**TASK INPUTS:**
-------
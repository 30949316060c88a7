use proptest::prelude::*;
use voxlogic_blocks::{Face, FaceMask, Orientation};
use voxlogic_geom::rotation_table;
use voxlogic_logic::{pitch, roll, rotate_face, rotate_inputs, rotate_outputs, yaw};

fn arb_orientation() -> impl Strategy<Value = Orientation> {
    (0..4u8, 0..4u8, 0..4u8).prop_map(|(r, p, y)| Orientation::new(r, p, y))
}

fn arb_mask() -> impl Strategy<Value = FaceMask> {
    (0..64u8).prop_map(FaceMask::new)
}

proptest! {
    #[test]
    fn four_quarter_turns_are_identity(mask in arb_mask()) {
        for turn in [yaw, pitch, roll] {
            let mut m = mask;
            for _ in 0..4 {
                m = turn(m, 1);
            }
            prop_assert_eq!(m, mask);
        }
    }

    #[test]
    fn inputs_undo_outputs(mask in arb_mask(), o in arb_orientation()) {
        prop_assert_eq!(rotate_inputs(rotate_outputs(mask, o), o), mask);
        prop_assert_eq!(rotate_outputs(rotate_inputs(mask, o), o), mask);
    }

    #[test]
    fn rotation_preserves_face_count(mask in arb_mask(), o in arb_orientation()) {
        prop_assert_eq!(rotate_outputs(mask, o).count(), mask.count());
    }
}

#[test]
fn single_turn_cycles() {
    let m = |f: Face| FaceMask::new(f.bit());
    assert_eq!(yaw(m(Face::PosX), 1), m(Face::NegZ));
    assert_eq!(yaw(m(Face::NegZ), 1), m(Face::NegX));
    assert_eq!(yaw(m(Face::PosY), 1), m(Face::PosY));
    assert_eq!(pitch(m(Face::PosY), 1), m(Face::PosZ));
    assert_eq!(pitch(m(Face::PosZ), 1), m(Face::NegY));
    assert_eq!(roll(m(Face::PosX), 1), m(Face::PosY));
    assert_eq!(roll(m(Face::NegY), 1), m(Face::PosX));
}

#[test]
fn planar_yaw_is_a_left_rotate_of_the_low_bits() {
    for bits in 0..16u8 {
        for turns in 0..4u8 {
            let expect = ((bits << turns) | (bits >> ((4 - turns) % 4))) & 0xF;
            let expect = if turns == 0 { bits } else { expect };
            assert_eq!(yaw(FaceMask::new(bits), turns).bits(), expect);
        }
    }
}

#[test]
fn face_rotation_matches_matrix_table() {
    let table = rotation_table();
    for o in Orientation::search_order() {
        let mat = table[o.index()];
        for face in Face::ALL {
            let n = mat.transform_vector(face.normal());
            let expect = rotate_face(face, o).normal();
            assert!((n - expect).length() < 1e-5, "{o:?} {face:?}");
            assert_eq!(
                rotate_outputs(FaceMask::new(face.bit()), o),
                FaceMask::new(rotate_face(face, o).bit())
            );
        }
    }
}

#[test]
fn roll_applies_before_yaw() {
    // roll carries +x up to +y, where yaw no longer moves it
    let o = Orientation::new(1, 0, 1);
    assert_eq!(rotate_face(Face::PosX, o), Face::PosY);
    // yaw first would have sent +x to -z, which roll leaves alone
    assert_ne!(rotate_face(Face::PosX, o), Face::NegZ);
}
-------
**BRIEF:**
Each line in the data that holds the string "expect" needs to be copied.

**FINISHED TASK:**
            let expect = ((bits << turns) | (bits >> ((4 - turns) % 4))) & 0xF;
            let expect = if turns == 0 { bits } else { expect };
            assert_eq!(yaw(FaceMask::new(bits), turns).bits(), expect);
            let expect = rotate_face(face, o).normal();
            assert!((n - expect).length() < 1e-5, "{o:?} {face:?}");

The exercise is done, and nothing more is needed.